We can map columns from the source dataset to the destination dataset. This allows us to rename, reorder, or omit columns during the data transfer.

Data Type Conversion

We can perform simple data type conversions during the copy operation, like converting a string column to a date column.

Data Filtering

We can apply basic filters to the data, filtering rows based on specific conditions to get relevant data.

Other Options

Recursively: Reads all files inside subfolders automatically.
Enable Partition Discovery: Detects and processes partitioned data in a folder structure.
Partition Root Path: Defines where partition detection starts in the folder structure.
Max Concurrent Connections: Controls how many files or rows are processed at the same time for better speed.
Skip Line Count: Skips the first few lines in a file (useful for removing headers).
Additional Columns: Adds extra columns to the output, such as timestamps or custom values.
Data Integration Unit (DIU): Determines the computing power used for data movement. More DIUs mean faster processing but higher cost.
Degree of Parallelism: Defines how many parallel tasks ADF runs at once to speed up data transfer. Increasing this value improves performance but may overload the source system. The maximum number of parallelisms is 32, and we can set it between 10 to 20.
Column Pattern: A dynamic way to map multiple columns based on rules instead of defining them manually. Useful for handling large datasets with changing structures.

Data Flow Activity

The "Data Flow" activity in Azure Data Factory is a crucial component for extracting, transforming, and loading data from various sources to customized destinations. Its visual interface simplifies the design of data transformation processes, enabling users to effortlessly clean, enrich, and prepare data for analytical insights or reporting. It supports a broad spectrum of data sources and transformations.

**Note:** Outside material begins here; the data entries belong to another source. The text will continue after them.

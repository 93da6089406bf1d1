//! REST scaffold: object CRUD over PostgreSQL with a uniform JSON error
//! envelope, a transform/validate parameter pipeline and error telemetry.

pub mod config;
pub mod error;
pub mod extractors;
pub mod handlers;
pub mod logging;
pub mod middleware;
pub mod migration;
pub mod models;
pub mod response;
pub mod routes;
pub mod service;
pub mod sql;
pub mod state;
pub mod store;
pub mod telemetry;

pub use config::AppConfig;
pub use error::{ApiError, ApiResult, ConfigError, HttpError};
pub use middleware::HttpLimits;
pub use migration::{ensure_database_exists, ensure_objects_table};
pub use response::{write_error, write_json, write_no_content, write_ok};
pub use routes::{common_routes, object_routes};
pub use state::AppState;
pub use store::{InMemoryObjectRepository, ObjectRepository, PgObjectRepository, StoreError};
pub use telemetry::{CollectorReporter, ErrorReporter, Telemetry};

use axum::{http::StatusCode, Router};

/// Full application router with the middleware chain applied.
pub fn app(state: AppState, telemetry: Telemetry, limits: HttpLimits) -> Router {
    let router = common_routes(state.clone())
        .merge(object_routes(state))
        .method_not_allowed_fallback(method_not_allowed)
        .fallback(not_found);
    middleware::apply(router, telemetry, limits)
}

async fn not_found() -> HttpError {
    HttpError::not_found("not found")
}

async fn method_not_allowed() -> HttpError {
    HttpError::new(StatusCode::METHOD_NOT_ALLOWED, "")
}
//! Builds parameterized SELECT, INSERT, UPDATE, DELETE for the objects table.

use super::params::PgBindValue;
use crate::models::{Object, Pagination, DEFAULT_SORT_BY, SORTABLE_COLUMNS};
use uuid::Uuid;

pub const OBJECTS_TABLE: &str = "objects";

const COLUMNS: &[&str] = &["id", "data", "created_at", "updated_at"];

/// Quote identifier for PostgreSQL.
pub fn quoted(s: &str) -> String {
    format!("\"{}\"", s.replace('"', "\"\""))
}

#[derive(Debug, Default)]
pub struct QueryBuf {
    pub sql: String,
    pub params: Vec<PgBindValue>,
}

impl QueryBuf {
    fn new() -> Self {
        Self::default()
    }

    fn push_param(&mut self, v: impl Into<PgBindValue>) -> usize {
        self.params.push(v.into());
        self.params.len()
    }
}

fn column_list() -> String {
    COLUMNS.iter().map(|c| quoted(c)).collect::<Vec<_>>().join(", ")
}

/// Unknown sort columns fall back to creation time; the value is never interpolated raw.
fn sort_column(sort_by: &str) -> &str {
    SORTABLE_COLUMNS
        .iter()
        .copied()
        .find(|c| *c == sort_by)
        .unwrap_or(DEFAULT_SORT_BY)
}

/// One page ordered by the requested column. Ties are broken by id so pages are stable.
pub fn select_page(page: &Pagination) -> QueryBuf {
    let mut q = QueryBuf::new();
    let limit = q.push_param(page.limit);
    let offset = q.push_param(page.offset);
    let order = page.order.as_sql();
    q.sql = format!(
        "SELECT {} FROM {} ORDER BY {} {}, {} {} LIMIT ${} OFFSET ${}",
        column_list(),
        quoted(OBJECTS_TABLE),
        quoted(sort_column(&page.sort_by)),
        order,
        quoted("id"),
        order,
        limit,
        offset
    );
    q
}

pub fn count_all() -> String {
    format!("SELECT COUNT(*) FROM {}", quoted(OBJECTS_TABLE))
}

pub fn select_by_id(id: Uuid) -> QueryBuf {
    let mut q = QueryBuf::new();
    let n = q.push_param(id);
    q.sql = format!(
        "SELECT {} FROM {} WHERE {} = ${}",
        column_list(),
        quoted(OBJECTS_TABLE),
        quoted("id"),
        n
    );
    q
}

/// INSERT of the client-owned columns only; id and timestamps take their defaults.
pub fn insert(object: &Object) -> QueryBuf {
    let mut q = QueryBuf::new();
    let n = q.push_param(object.data.as_str());
    q.sql = format!(
        "INSERT INTO {} ({}) VALUES (${}) RETURNING {}",
        quoted(OBJECTS_TABLE),
        quoted("data"),
        n,
        column_list()
    );
    q
}

/// UPDATE by id: SET only non-empty fields, always stamping `updated_at`.
pub fn update(id: Uuid, object: &Object) -> QueryBuf {
    let mut q = QueryBuf::new();
    let mut sets = Vec::new();
    if !object.data.is_empty() {
        let n = q.push_param(object.data.as_str());
        sets.push(format!("{} = ${}", quoted("data"), n));
    }
    sets.push(format!("{} = NOW()", quoted("updated_at")));
    let id_param = q.push_param(id);
    q.sql = format!(
        "UPDATE {} SET {} WHERE {} = ${} RETURNING {}",
        quoted(OBJECTS_TABLE),
        sets.join(", "),
        quoted("id"),
        id_param,
        column_list()
    );
    q
}

/// DELETE by id, returning the deleted id so a missing row is detectable.
pub fn delete(id: Uuid) -> QueryBuf {
    let mut q = QueryBuf::new();
    let n = q.push_param(id);
    q.sql = format!(
        "DELETE FROM {} WHERE {} = ${} RETURNING {}",
        quoted(OBJECTS_TABLE),
        quoted("id"),
        n,
        quoted("id")
    );
    q
}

Mapping Data Flows in Azure Data Factory (ADF) do not directly support on-premises SQL Server as a source or sink. The reason is that Mapping Data Flows rely on Azure Integration Runtime (IR) for execution, which is not optimized for handling on-premises data sources.

However, you can still work with on-premises SQL Server in ADF by using a Self-hosted Integration Runtime (SHIR), but it won't be a part of the Mapping Data Flows. Instead, you would need to use Copy Activity or other pipeline activities, where the self-hosted IR acts as a bridge to move data from on-premises to cloud-based services like Azure Data Lake, SQL Database, or Synapse Analytics.

Log

✔ Data Flow Logs – Provide transformation-level insights, including row counts at each transformation, partitioning details, execution stages, and transformation times but do not show number of files processed or DIU usage explicitly like Copy Activity.

Allow Schema Drift

Schema drift allows changes in columns from source to target dynamically, making it useful when schema changes frequently. This helps avoid pipeline failures due to unexpected schema modifications.

📌 Availability in ADF:

✔ Available in Mapping Data Flow – Allows processing data with changing schemas in Source, Sink, and Select transformations.
✔ Not available in Copy Activity – Instead, enable "Auto Mapping" to handle schema changes dynamically.
✔ Not available in other ADF activities – Schema drift does not apply to Lookup, Stored Procedure, ForEach, etc.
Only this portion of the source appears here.